2.6 Pour la même raison, la méthode revendiquée ne constitue pas non plus une méthode de diagnostic, puisque l'animal au corps duquel elle est appliquée ne survit pas. Le diagnostic en tant que méthode ne peut lui non plus avoir pour but la mise à mort de l'animal concerné. Ce principe correspond également à l'impression générale selon laquelle les différentes méthodes de traitement médical visées à l'article 52(4) CBE ne sont pas jugées susceptibles d'application industrielle, afin d'indiquer que leur but premier est d'améliorer l'état de santé du corps humain ou animal, et non de détruire l'organisme.

2.7 Il s'ensuit que la méthode selon la revendication 1 ne fait pas partie des méthodes exclues de la protection par brevet en vertu de l'article 52(4) CBE.

3. Autres considérations

Les revendications 2 à 8 ne soulèvent aucune objection au titre de l'article 82 CBE, car elles sont dépendantes de la revendication 1. Toutefois, l'expression "pour préparer les microsphères selon les revendications 6 ou 7" dans la revendication 8, deuxième et troisième lignes, est à supprimer.

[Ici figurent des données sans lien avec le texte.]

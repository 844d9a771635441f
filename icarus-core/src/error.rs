//! Internal error type for conditions that are bugs in the driver rather
//! than diagnosable source errors — those go through `icarus_diagnostics`
//! instead (§7 distinguishes "poisoning" source errors from the handful of
//! conditions below that indicate the core itself was used incorrectly).

use icarus_ast::NodeId;
use thiserror::Error;

#[derive(Debug, Error)]
pub enum CoreError {
    #[error("no subcontext registered for node {0:?}")]
    MissingSubcontext(NodeId),

    #[error("importer rejected locator {0:?}")]
    InvalidImportLocator(String),

    #[error("work item re-entered before its prior run completed (cyclic scheduling)")]
    ReentrantWorkItem,

    #[error("evaluator thunk for node {0:?} failed to produce a value")]
    EvaluationFailed(NodeId),

    #[error(transparent)]
    Arithmetic(#[from] anyhow::Error),
}

pub type CoreResult<T> = Result<T, CoreError>;
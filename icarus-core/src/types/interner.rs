//! Hash-consed type constructors (§3.1, §4.1).
//!
//! `Struct`/`Enum`/`Flags` are identity types and are never deduped here:
//! each call to [`TypeInterner::new_struct`]/[`new_enum`](TypeInterner::new_enum)
//! returns a fresh handle, and two handles are the same type iff they are
//! the same `Arc` (checked by pointer, via [`TypeHandle::same`]).
//! Every other constructor is pure and memoized: structurally equal
//! arguments return the same handle.

use dashmap::DashMap;
use std::sync::{Arc, Mutex};

use super::completion::{EnumType, ModuleId, StructType};

#[derive(Debug, Clone, Copy, PartialEq, Eq, Hash)]
pub enum Primitive {
    Bool,
    Char,
    I8,
    I16,
    I32,
    I64,
    U8,
    U16,
    U32,
    U64,
    F32,
    F64,
    /// The type of a type expression, e.g. the value `i32` itself.
    Type,
    Module,
    NullPtr,
    EmptyArray,
}

impl Primitive {
    pub fn is_integer(self) -> bool {
        use Primitive::*;
        matches!(self, I8 | I16 | I32 | I64 | U8 | U16 | U32 | U64)
    }

    pub fn is_unsigned(self) -> bool {
        use Primitive::*;
        matches!(self, U8 | U16 | U32 | U64)
    }

    pub fn is_float(self) -> bool {
        matches!(self, Primitive::F32 | Primitive::F64)
    }

    pub fn size(self) -> u32 {
        use Primitive::*;
        match self {
            Bool | I8 | U8 | Char => 1,
            I16 | U16 => 2,
            I32 | U32 | F32 => 4,
            I64 | U64 | F64 | Type | Module | NullPtr => 8,
            EmptyArray => 0,
        }
    }
}

pub type TypeHandle = Arc<Type>;

/// A constructed type (§3.1). Everything except `Struct`/`Enum`/`Flags`/
/// generics is pure data deduplicated by [`TypeInterner`]; those four are
/// identity types owned behind a lock so their completion state machine
/// (§4.3) can mutate them in place.
#[derive(Debug)]
pub enum Type {
    Primitive(Primitive),
    Ptr(TypeHandle),
    BufPtr(TypeHandle),
    /// Known-length array.
    Arr(TypeHandle, u64),
    /// Unknown-length array, e.g. the join of two different-length arrays.
    ArrUnknown(TypeHandle),
    Tuple(Vec<TypeHandle>),
    /// Already normalized: flattened, deduped, sorted by handle address.
    Variant(Vec<TypeHandle>),
    Func { input: TypeHandle, output: TypeHandle },
    Slice(TypeHandle),
    Range(TypeHandle),
    Scope(TypeHandle),
    Struct(Arc<Mutex<StructType>>),
    Enum(Arc<Mutex<EnumType>>),
}

impl Type {
    pub fn as_struct(&self) -> Option<&Arc<Mutex<StructType>>> {
        match self {
            Type::Struct(s) => Some(s),
            _ => None,
        }
    }

    pub fn as_enum(&self) -> Option<&Arc<Mutex<EnumType>>> {
        match self {
            Type::Enum(e) => Some(e),
            _ => None,
        }
    }

    pub fn as_tuple(&self) -> Option<&[TypeHandle]> {
        match self {
            Type::Tuple(ts) => Some(ts),
            _ => None,
        }
    }

    pub fn as_variant(&self) -> Option<&[TypeHandle]> {
        match self {
            Type::Variant(ts) => Some(ts),
            _ => None,
        }
    }

    /// §3.1: "Big types are passed and returned by hidden pointer; small
    /// types by value."
    pub fn is_big(&self) -> bool {
        matches!(
            self,
            Type::Arr(..) | Type::ArrUnknown(_) | Type::Struct(_) | Type::Variant(_) | Type::Tuple(_)
        )
    }

    /// §4.1 `Inferrable`: false for `NullPtr`, `EmptyArray`, and any
    /// composite whose leaves contain either.
    pub fn is_inferrable(self_handle: &TypeHandle) -> bool {
        fn leaves_ok(t: &Type) -> bool {
            match t {
                Type::Primitive(Primitive::NullPtr) | Type::Primitive(Primitive::EmptyArray) => false,
                Type::Primitive(_) | Type::Struct(_) | Type::Enum(_) => true,
                Type::Ptr(inner) | Type::BufPtr(inner) | Type::Slice(inner) | Type::Range(inner)
                | Type::Scope(inner) | Type::Arr(inner, _) | Type::ArrUnknown(inner) => leaves_ok(inner),
                Type::Tuple(ts) | Type::Variant(ts) => ts.iter().all(|h| leaves_ok(h)),
                Type::Func { input, output } => leaves_ok(input) && leaves_ok(output),
            }
        }
        leaves_ok(self_handle)
    }
}

/// Pointer/identity comparison helper: two handles name the same type iff
/// they are the same allocation. Structural types are always compared
/// this way because the interner guarantees structural equality implies
/// allocation equality (hash-consing); identity types have no other
/// notion of equality.
pub fn same_type(a: &TypeHandle, b: &TypeHandle) -> bool {
    Arc::ptr_eq(a, b)
}

/// Structural key used only to dedupe the *pure* constructors. Built from
/// already-interned sub-handles' addresses, so equal structure always
/// yields an equal key without re-hashing the whole subtree.
#[derive(Clone, PartialEq, Eq, Hash)]
enum TypeKey {
    Primitive(Primitive),
    Ptr(usize),
    BufPtr(usize),
    Arr(usize, u64),
    ArrUnknown(usize),
    Tuple(Vec<usize>),
    Variant(Vec<usize>),
    Func(usize, usize),
    Slice(usize),
    Range(usize),
    Scope(usize),
}

fn addr(h: &TypeHandle) -> usize {
    Arc::as_ptr(h) as usize
}

pub struct TypeInterner {
    cache: DashMap<TypeKey, TypeHandle>,
    next_module_id: std::sync::atomic::AtomicU32,
}

impl TypeInterner {
    pub fn new() -> Self {
        TypeInterner { cache: DashMap::new(), next_module_id: std::sync::atomic::AtomicU32::new(0) }
    }

    pub fn fresh_module_id(&self) -> ModuleId {
        ModuleId(self.next_module_id.fetch_add(1, std::sync::atomic::Ordering::Relaxed))
    }

    fn intern(&self, key: TypeKey, build: impl FnOnce() -> Type) -> TypeHandle {
        if let Some(existing) = self.cache.get(&key) {
            return existing.clone();
        }
        self.cache.entry(key).or_insert_with(|| Arc::new(build())).clone()
    }

    pub fn primitive(&self, p: Primitive) -> TypeHandle {
        self.intern(TypeKey::Primitive(p), || Type::Primitive(p))
    }

    pub fn bool_(&self) -> TypeHandle {
        self.primitive(Primitive::Bool)
    }
    pub fn i64_(&self) -> TypeHandle {
        self.primitive(Primitive::I64)
    }
    pub fn null_ptr(&self) -> TypeHandle {
        self.primitive(Primitive::NullPtr)
    }
    pub fn empty_array(&self) -> TypeHandle {
        self.primitive(Primitive::EmptyArray)
    }

    /// `Void == Tup{}` (§3.1 invariant).
    pub fn void(&self) -> TypeHandle {
        self.tuple(vec![])
    }

    pub fn ptr(&self, pointee: TypeHandle) -> TypeHandle {
        let key = TypeKey::Ptr(addr(&pointee));
        self.intern(key, || Type::Ptr(pointee))
    }

    pub fn buf_ptr(&self, pointee: TypeHandle) -> TypeHandle {
        let key = TypeKey::BufPtr(addr(&pointee));
        self.intern(key, || Type::BufPtr(pointee))
    }

    pub fn array(&self, element: TypeHandle, length: u64) -> TypeHandle {
        let key = TypeKey::Arr(addr(&element), length);
        self.intern(key, || Type::Arr(element, length))
    }

    pub fn array_unknown_length(&self, element: TypeHandle) -> TypeHandle {
        let key = TypeKey::ArrUnknown(addr(&element));
        self.intern(key, || Type::ArrUnknown(element))
    }

    /// `Tup(ts)` with `|ts|==1` returns `ts[0]` (§4.1 normalization).
    pub fn tuple(&self, elements: Vec<TypeHandle>) -> TypeHandle {
        if elements.len() == 1 {
            return elements.into_iter().next().unwrap();
        }
        let key = TypeKey::Tuple(elements.iter().map(addr).collect());
        self.intern(key, || Type::Tuple(elements))
    }

    /// `Var(ts)` normalized: flatten nested variants, dedupe, sort by
    /// handle address, then collapse singletons (§4.1, §3.1). `ts` must be
    /// non-empty (`Var{}` is illegal per the spec).
    pub fn variant(&self, members: Vec<TypeHandle>) -> TypeHandle {
        assert!(!members.is_empty(), "Var{{}} is illegal");
        let mut flat = Vec::new();
        for m in members {
            match &*m {
                Type::Variant(inner) => flat.extend(inner.iter().cloned()),
                _ => flat.push(m),
            }
        }
        flat.sort_by_key(addr);
        flat.dedup_by(|a, b| Arc::ptr_eq(a, b));
        if flat.len() == 1 {
            return flat.into_iter().next().unwrap();
        }
        let key = TypeKey::Variant(flat.iter().map(addr).collect());
        self.intern(key, || Type::Variant(flat))
    }

    pub fn func(&self, input: TypeHandle, output: TypeHandle) -> TypeHandle {
        let key = TypeKey::Func(addr(&input), addr(&output));
        self.intern(key, || Type::Func { input, output })
    }

    pub fn slice(&self, underlying_array: TypeHandle) -> TypeHandle {
        let key = TypeKey::Slice(addr(&underlying_array));
        self.intern(key, || Type::Slice(underlying_array))
    }

    pub fn range(&self, end: TypeHandle) -> TypeHandle {
        let key = TypeKey::Range(addr(&end));
        self.intern(key, || Type::Range(end))
    }

    pub fn scope(&self, state: TypeHandle) -> TypeHandle {
        let key = TypeKey::Scope(addr(&state));
        self.intern(key, || Type::Scope(state))
    }

    /// Identity type: never deduplicated, always a fresh allocation.
    pub fn new_struct(&self, module: ModuleId, name: String) -> TypeHandle {
        Arc::new(Type::Struct(Arc::new(Mutex::new(StructType::incomplete(module, name)))))
    }

    pub fn new_enum(&self, module: ModuleId, name: String, kind: super::EnumKind) -> TypeHandle {
        Arc::new(Type::Enum(Arc::new(Mutex::new(EnumType::incomplete(module, name, kind)))))
    }
}

impl Default for TypeInterner {
    fn default() -> Self {
        Self::new()
    }
}

#[cfg(test)]
mod tests {
    use super::*;

    #[test]
    fn structural_constructors_are_pointer_equal_when_equal_args() {
        let interner = TypeInterner::new();
        let i64a = interner.i64_();
        assert!(same_type(&interner.ptr(i64a.clone()), &interner.ptr(i64a.clone())));
        assert!(same_type(&interner.array(i64a.clone(), 4), &interner.array(i64a.clone(), 4)));
        assert!(!same_type(&interner.array(i64a.clone(), 4), &interner.array(i64a, 5)));
    }

    #[test]
    fn tuple_of_one_collapses_to_its_element() {
        let interner = TypeInterner::new();
        let i64a = interner.i64_();
        assert!(same_type(&interner.tuple(vec![i64a.clone()]), &i64a));
    }

    #[test]
    fn void_is_the_empty_tuple() {
        let interner = TypeInterner::new();
        match &*interner.void() {
            Type::Tuple(ts) => assert!(ts.is_empty()),
            _ => panic!("Void must be Tup{{}}"),
        }
    }

    #[test]
    fn variant_is_sort_independent_and_deduped() {
        let interner = TypeInterner::new();
        let i64a = interner.i64_();
        let boolean = interner.bool_();
        let v1 = interner.variant(vec![i64a.clone(), boolean.clone(), i64a.clone()]);
        let v2 = interner.variant(vec![boolean, i64a]);
        assert!(same_type(&v1, &v2));
    }

    #[test]
    fn variant_of_one_collapses_to_its_element() {
        let interner = TypeInterner::new();
        let i64a = interner.i64_();
        assert!(same_type(&interner.variant(vec![i64a.clone()]), &i64a));
    }

    #[test]
    fn is_big_matches_array_struct_variant_tuple() {
        let interner = TypeInterner::new();
        let i64a = interner.i64_();
        let boolean = interner.bool_();
        assert!(interner.array(i64a.clone(), 3).is_big());
        assert!(interner.variant(vec![i64a.clone(), boolean.clone()]).is_big());
        assert!(interner.tuple(vec![i64a.clone(), boolean]).is_big());
        assert!(!i64a.is_big());
    }

    #[test]
    fn ptr_and_buf_ptr_are_always_distinct() {
        let interner = TypeInterner::new();
        let i64a = interner.i64_();
        assert!(!same_type(&interner.ptr(i64a.clone()), &interner.buf_ptr(i64a)));
    }

    #[test]
    fn struct_identity_types_are_never_deduped() {
        let interner = TypeInterner::new();
        let module = interner.fresh_module_id();
        let a = interner.new_struct(module, "S".into());
        let b = interner.new_struct(module, "S".into());
        assert!(!same_type(&a, &b));
    }
}
//! The type verifier (§4): walks verified expressions bottom-up, producing
//! a [`QualType`] per node and writing it into the owning [`Context`].
//! Declarations additionally drive constant folding (§4.7.1, via
//! [`crate::ir`]), struct/enum completion (§4.3), and cyclic-dependency
//! detection (§4.4, via [`WorkGraph::cyclic_tracker`]).
//!
//! This module implements the verification rules for the expression and
//! statement forms §8's worked scenarios exercise directly (arithmetic,
//! identifiers, declarations, calls, `if`/`while`, casts, pointer/array
//! patterns); forms outside that set fall through to
//! [`TypeVerifier::unsupported`], which poisons rather than panics, since a
//! production verifier always has to tolerate AST shapes it doesn't yet
//! have a rule for.

use std::cell::RefCell;
use std::collections::HashMap;
use std::sync::Arc;

use icarus_ast::{Argument, DeclFlags, Enumerator, FieldDecl, Node, NodeId, Operator, Scope, TerminalValue};
use icarus_diagnostics::{Diagnostic, DiagnosticConsumer};

use crate::compile::Importer;
use crate::context::{BoundParameters, CalleeLocator, Context};
use crate::dispatch::{self, DispatchError, DispatchTableBuilder};
use crate::generics::GenericInstantiator;
use crate::ir::builder::Builder;
use crate::ir::evaluator::{EvalError, Evaluator, Value};
use crate::ir::{ArithOp, CmpOp, Exit, Module as IrModule, Operand, Reg, Subroutine, SubroutineId};
use crate::pattern;
use crate::resolver::{self, ModuleExports};
use crate::types::completion::Completeness;
use crate::types::lattice::{join, meet};
use crate::types::{EnumKind, Field, ModuleId, Primitive, QualType, Qualifiers, Type, TypeHandle, TypeInterner};
use crate::work::{Kind, WorkGraph, WorkItem};

pub struct TypeVerifier<'a, D: DiagnosticConsumer> {
    pub interner: &'a TypeInterner,
    pub work: &'a WorkGraph<D>,
    pub exports: &'a dyn ModuleExports,
    pub module: ModuleId,
    /// Resolves `import "locator"` (§6.1). `None` means this verifier's
    /// driver never offered one, so any `Import` node poisons with
    /// `InvalidImport` rather than calling through a dangling trait object.
    pub importer: Option<&'a RefCell<&'a mut dyn Importer>>,
}

/// Accumulates the subroutines a single constant-folding evaluation lowers
/// (§4.7.1): the root thunk plus, recursively, the body of any function it
/// calls. `registry` memoizes that lowering per declaration so a
/// self-recursive call (`f` calling `f`, §8 scenario 3) reuses the
/// in-progress subroutine's id instead of lowering it again.
#[derive(Default)]
struct FoldSession {
    subs: Vec<Subroutine>,
    registry: HashMap<NodeId, SubroutineId>,
}

impl FoldSession {
    /// Reserves the next `SubroutineId` and pushes a placeholder, so a
    /// lowering in progress can be referred to by id (and memoized in
    /// `registry`) before its body is built.
    fn reserve(&mut self) -> SubroutineId {
        let id = SubroutineId(self.subs.len() as u32);
        self.subs.push(Subroutine::new(id));
        id
    }
}
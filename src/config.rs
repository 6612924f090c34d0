use std::collections::HashMap;
use std::fs;

// Optional KEY=VALUE config file, named by the CONFIG_FILE env var.
// Recognized keys: OPENAI_API_KEY, CALENDAR_DB_PATH.
#[derive(Debug, Default, Clone)]
pub struct AppConfig {
    values: HashMap<String, String>,
}

impl AppConfig {
    pub fn from_file(path: &str) -> Result<Self, String> {
        let content = fs::read_to_string(path).map_err(|e| e.to_string())?;
        let mut values = HashMap::new();
        for (idx, line) in content.lines().enumerate() {
            let trimmed = line.trim();
            if trimmed.is_empty() || trimmed.starts_with('#') {
                continue;
            }
            let trimmed = trimmed.strip_prefix("export ").unwrap_or(trimmed);
            let Some((key, value)) = trimmed.split_once('=') else {
                return Err(format!("Invalid config line {}: {}", idx + 1, line));
            };
            values.insert(key.trim().to_string(), unquote(value.trim()));
        }
        Ok(Self { values })
    }

    pub fn get(&self, key: &str) -> Option<String> {
        self.values.get(key).cloned()
    }
}

fn unquote(value: &str) -> String {
    if value.len() >= 2
        && ((value.starts_with('"') && value.ends_with('"'))
            || (value.starts_with('\'') && value.ends_with('\'')))
    {
        return value[1..value.len() - 1].to_string();
    }
    value.to_string()
}

#[cfg(test)]
mod tests {
    use super::*;
    use std::io::Write;

    fn write_config(content: &str) -> tempfile::NamedTempFile {
        let mut file = tempfile::NamedTempFile::new().unwrap();
        file.write_all(content.as_bytes()).unwrap();
        file
    }

    #[test]
    fn parses_keys_and_skips_comments() {
        let file = write_config(
            "# calendar settings\nOPENAI_API_KEY=sk-test\nexport CALENDAR_DB_PATH=\"/tmp/cal.db\"\n\n",
        );
        let config = AppConfig::from_file(file.path().to_str().unwrap()).unwrap();
        assert_eq!(config.get("OPENAI_API_KEY").as_deref(), Some("sk-test"));
        assert_eq!(config.get("CALENDAR_DB_PATH").as_deref(), Some("/tmp/cal.db"));
        assert_eq!(config.get("MISSING"), None);
    }

    #[test]
    fn rejects_lines_without_equals() {
        let file = write_config("OPENAI_API_KEY\n");
        assert!(AppConfig::from_file(file.path().to_str().unwrap()).is_err());
    }
}
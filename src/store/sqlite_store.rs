use std::path::Path;

use rusqlite::{params, params_from_iter, Connection};

use crate::db::{open_db, open_db_in_memory, DbResult};
use crate::models::event::{new_event_id, Event, NewEvent};
use crate::store::EventStore;

/// `EventStore` over a single SQLite table. The storage location is an
/// explicit constructor argument; there is no process-global database.
pub struct SqliteEventStore {
    conn: Connection,
}

impl SqliteEventStore {
    pub fn open(path: impl AsRef<Path>) -> DbResult<Self> {
        Ok(Self {
            conn: open_db(path)?,
        })
    }

    pub fn open_in_memory() -> DbResult<Self> {
        Ok(Self {
            conn: open_db_in_memory()?,
        })
    }
}

impl EventStore for SqliteEventStore {
    fn create(&self, event: NewEvent) -> DbResult<String> {
        let id = new_event_id();
        self.conn.execute(
            "INSERT INTO events (id, start_time, end_time, text, people, prompt)
             VALUES (?1, ?2, ?3, ?4, ?5, ?6)",
            params![
                id,
                event.start_time,
                event.end_time,
                event.text,
                event.people,
                event.prompt,
            ],
        )?;
        Ok(id)
    }

    fn query(
        &self,
        start: Option<&str>,
        end: Option<&str>,
        people: Option<&[String]>,
    ) -> DbResult<Vec<Event>> {
        let mut sql =
            String::from("SELECT id, start_time, end_time, text, people, prompt FROM events");
        let mut clauses: Vec<&str> = Vec::new();
        let mut bind_values: Vec<String> = Vec::new();

        if let Some(start) = start {
            clauses.push("start_time >= ?");
            bind_values.push(start.to_string());
        }
        if let Some(end) = end {
            clauses.push("start_time <= ?");
            bind_values.push(end.to_string());
        }
        if let Some(people) = people {
            // Substring containment on the joined representation, one LIKE
            // per requested name.
            for name in people {
                clauses.push("people LIKE ?");
                bind_values.push(format!("%{}%", name));
            }
        }

        if !clauses.is_empty() {
            sql.push_str(" WHERE ");
            sql.push_str(&clauses.join(" AND "));
        }
        sql.push_str(" ORDER BY start_time ASC");

        let mut stmt = self.conn.prepare(&sql)?;
        let rows = stmt.query_map(params_from_iter(bind_values.iter()), |row| {
            Ok(Event {
                id: row.get(0)?,
                start_time: row.get(1)?,
                end_time: row.get(2)?,
                text: row.get(3)?,
                people: row.get(4)?,
                prompt: row.get(5)?,
            })
        })?;

        let mut events = Vec::new();
        for row in rows {
            events.push(row?);
        }
        Ok(events)
    }

    fn delete_range(&self, start: &str, end: &str) -> DbResult<usize> {
        let deleted = self.conn.execute(
            "DELETE FROM events WHERE start_time >= ?1 AND start_time <= ?2",
            params![start, end],
        )?;
        Ok(deleted)
    }

    fn delete_all(&self) -> DbResult<usize> {
        let deleted = self.conn.execute("DELETE FROM events", [])?;
        Ok(deleted)
    }
}

#[cfg(test)]
mod tests {
    use super::*;

    fn store() -> SqliteEventStore {
        SqliteEventStore::open_in_memory().unwrap()
    }

    fn event(start: &str, end: &str, text: &str, people: &str) -> NewEvent {
        NewEvent {
            start_time: start.to_string(),
            end_time: end.to_string(),
            text: text.to_string(),
            people: people.to_string(),
            prompt: None,
        }
    }

    #[test]
    fn create_assigns_unique_ids_and_persists_all_fields() {
        let store = store();
        let mut new_event = event("2024-01-20", "2024-01-20", "Test Event", "");
        new_event.prompt = Some("test prompt".to_string());
        let first = store.create(new_event).unwrap();
        let second = store
            .create(event("2024-01-21", "2024-01-21", "Other", ""))
            .unwrap();
        assert_ne!(first, second);

        let events = store.query(None, None, None).unwrap();
        assert_eq!(events.len(), 2);
        assert_eq!(events[0].id, first);
        assert_eq!(events[0].text, "Test Event");
        assert_eq!(events[0].prompt.as_deref(), Some("test prompt"));
        assert_eq!(events[1].prompt, None);
    }

    #[test]
    fn query_bounds_are_inclusive_and_ordered_ascending() {
        let store = store();
        for day in ["2024-01-22", "2024-01-19", "2024-01-20", "2024-01-23"] {
            store.create(event(day, day, day, "")).unwrap();
        }

        let events = store
            .query(Some("2024-01-20"), Some("2024-01-22"), None)
            .unwrap();
        let starts: Vec<&str> = events.iter().map(|e| e.start_time.as_str()).collect();
        assert_eq!(starts, vec!["2024-01-20", "2024-01-22"]);
    }

    #[test]
    fn query_without_end_returns_everything_from_start() {
        let store = store();
        store
            .create(event("2024-01-19", "2024-01-19", "before", ""))
            .unwrap();
        store
            .create(event("2024-06-01", "2024-06-01", "after", ""))
            .unwrap();

        let events = store.query(Some("2024-01-20"), None, None).unwrap();
        assert_eq!(events.len(), 1);
        assert_eq!(events[0].text, "after");
    }

    #[test]
    fn people_filter_requires_every_name() {
        let store = store();
        store
            .create(event("2024-01-20", "2024-01-20", "dinner", "mom, dad"))
            .unwrap();
        store
            .create(event("2024-01-21", "2024-01-21", "coffee", "Alice"))
            .unwrap();

        let both = store
            .query(None, None, Some(&["mom".to_string(), "dad".to_string()]))
            .unwrap();
        assert_eq!(both.len(), 1);
        assert_eq!(both[0].text, "dinner");

        let alice = store
            .query(None, None, Some(&["Alice".to_string()]))
            .unwrap();
        assert_eq!(alice.len(), 1);
        assert_eq!(alice[0].text, "coffee");

        let nobody = store
            .query(None, None, Some(&["Bob".to_string()]))
            .unwrap();
        assert!(nobody.is_empty());
    }

    #[test]
    fn delete_range_is_inclusive_and_idempotent() {
        let store = store();
        for day in ["2023-12-31", "2024-01-01", "2024-01-31", "2024-02-01"] {
            store.create(event(day, day, day, "")).unwrap();
        }

        let deleted = store.delete_range("2024-01-01", "2024-01-31").unwrap();
        assert_eq!(deleted, 2);
        let again = store.delete_range("2024-01-01", "2024-01-31").unwrap();
        assert_eq!(again, 0);

        let remaining = store.query(None, None, None).unwrap();
        let starts: Vec<&str> = remaining.iter().map(|e| e.start_time.as_str()).collect();
        assert_eq!(starts, vec!["2023-12-31", "2024-02-01"]);
    }

    #[test]
    fn delete_all_returns_prior_total() {
        let store = store();
        for day in ["2024-01-01", "2024-01-02", "2024-01-03"] {
            store.create(event(day, day, day, "")).unwrap();
        }
        assert_eq!(store.delete_all().unwrap(), 3);
        assert_eq!(store.delete_all().unwrap(), 0);
    }
}
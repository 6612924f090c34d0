//! Tokenizer for the restricted command grammar.
//!
//! Accepts only what a literal-only tool call can contain: identifiers,
//! string/number literals, brackets, commas, colons, `=` and a unary minus.
//! `#` starts a comment running to end of line (the model's few-shot
//! examples carry trailing comments). Anything else fails the whole input.

#[derive(Debug, Clone, PartialEq)]
pub enum Token {
    Ident(String),
    Str(String),
    Int(i64),
    Float(f64),
    LParen,
    RParen,
    LBracket,
    RBracket,
    LBrace,
    RBrace,
    Comma,
    Colon,
    Equals,
    Minus,
}

/// Tokenizes `input`, returning `None` on the first character or literal
/// that has no place in the grammar. There is no error recovery; a single
/// bad byte rejects the whole command.
pub fn tokenize(input: &str) -> Option<Vec<Token>> {
    let chars: Vec<char> = input.chars().collect();
    let mut tokens = Vec::new();
    let mut i = 0;

    while i < chars.len() {
        let c = chars[i];
        if c.is_whitespace() {
            i += 1;
            continue;
        }
        if c == '#' {
            while i < chars.len() && chars[i] != '\n' {
                i += 1;
            }
            continue;
        }
        match c {
            '(' => {
                tokens.push(Token::LParen);
                i += 1;
            }
            ')' => {
                tokens.push(Token::RParen);
                i += 1;
            }
            '[' => {
                tokens.push(Token::LBracket);
                i += 1;
            }
            ']' => {
                tokens.push(Token::RBracket);
                i += 1;
            }
            '{' => {
                tokens.push(Token::LBrace);
                i += 1;
            }
            '}' => {
                tokens.push(Token::RBrace);
                i += 1;
            }
            ',' => {
                tokens.push(Token::Comma);
                i += 1;
            }
            ':' => {
                tokens.push(Token::Colon);
                i += 1;
            }
            '=' => {
                tokens.push(Token::Equals);
                i += 1;
            }
            '-' => {
                tokens.push(Token::Minus);
                i += 1;
            }
            '\'' | '"' => {
                let (text, next) = lex_string(&chars, i)?;
                tokens.push(Token::Str(text));
                i = next;
            }
            c if c.is_ascii_digit() => {
                let (token, next) = lex_number(&chars, i)?;
                tokens.push(token);
                i = next;
            }
            c if c.is_ascii_alphabetic() || c == '_' => {
                let start = i;
                while i < chars.len() && (chars[i].is_ascii_alphanumeric() || chars[i] == '_') {
                    i += 1;
                }
                tokens.push(Token::Ident(chars[start..i].iter().collect()));
            }
            _ => return None,
        }
    }

    Some(tokens)
}

fn lex_string(chars: &[char], start: usize) -> Option<(String, usize)> {
    let quote = chars[start];
    let mut text = String::new();
    let mut i = start + 1;

    while i < chars.len() {
        let c = chars[i];
        if c == quote {
            return Some((text, i + 1));
        }
        if c == '\\' {
            let escaped = chars.get(i + 1)?;
            match escaped {
                'n' => text.push('\n'),
                't' => text.push('\t'),
                'r' => text.push('\r'),
                '\\' => text.push('\\'),
                '\'' => text.push('\''),
                '"' => text.push('"'),
                _ => return None,
            }
            i += 2;
            continue;
        }
        text.push(c);
        i += 1;
    }

    // Ran off the end without a closing quote.
    None
}

fn lex_number(chars: &[char], start: usize) -> Option<(Token, usize)> {
    let mut i = start;
    while i < chars.len() && chars[i].is_ascii_digit() {
        i += 1;
    }

    let mut is_float = false;
    if i < chars.len() && chars[i] == '.' {
        is_float = true;
        i += 1;
        let fraction_start = i;
        while i < chars.len() && chars[i].is_ascii_digit() {
            i += 1;
        }
        if i == fraction_start {
            return None;
        }
    }

    // "123abc" is not a number and not two tokens either.
    if i < chars.len() && (chars[i].is_ascii_alphanumeric() || chars[i] == '_') {
        return None;
    }

    let text: String = chars[start..i].iter().collect();
    let token = if is_float {
        Token::Float(text.parse().ok()?)
    } else {
        Token::Int(text.parse().ok()?)
    };
    Some((token, i))
}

Le jeu de revendications actuel ne présente plus de revendication portant sur des microsphères en tant que telles, que la première instance avait jugé dénuée de nouveauté.

Il ressort du dossier qu'aucune recherche n'a encore été effectuée concernant l'objet de la revendication 1, puisqu'aucun document exposant l'état de la technique mentionné aux pages 3 et 4 de la description contenue dans la demande n'a été cité. Par conséquent, l'affaire est renvoyée à la première instance pour suite à donner (article 111 CBE).

4. Remboursement de la taxe de recours

En ce qui concerne le remboursement de la taxe de recours demandé par le requérant, la Chambre adopte la position ci-après.

Au lieu de demander une procédure orale devant la division d'examen, le requérant a simplement demandé un entretien. Il n'y a donc pas infraction à l'article 116(1) CBE, comme l'a allégué le requérant.

Par ailleurs, la décision de rejeter la demande était fondée sur le motif de l'article 52(4) CBE (cf. point II.1 du rejet), au sujet duquel le requérant avait pu prendre position. Les objections supplémentaires au titre des articles 82 et 52(1) CBE, concernant l'absence d'unité et de nouveauté, avaient été soulevées dans la décision afin d'attirer l'attention du requérant sur le fait que la demande risquait de ne pas satisfaire aux exigences de la Convention à ces égards. La décision ne porte donc pas non plus atteinte à l'article 113(1) CBE.

En l'absence de vice substantiel de procédure, le remboursement de la taxe de recours ne peut par conséquent pas être ordonné (cf. règle 67 CBE).

DISPOSITIF

Par ces motifs, il est statué comme suit :

1. La décision attaquée est annulée.

2. L'affaire est renvoyée devant la première instance pour poursuite de la procédure sur la base des revendications déposées le 13 juillet 1993.

3. La requête en remboursement de la taxe de recours est rejetée.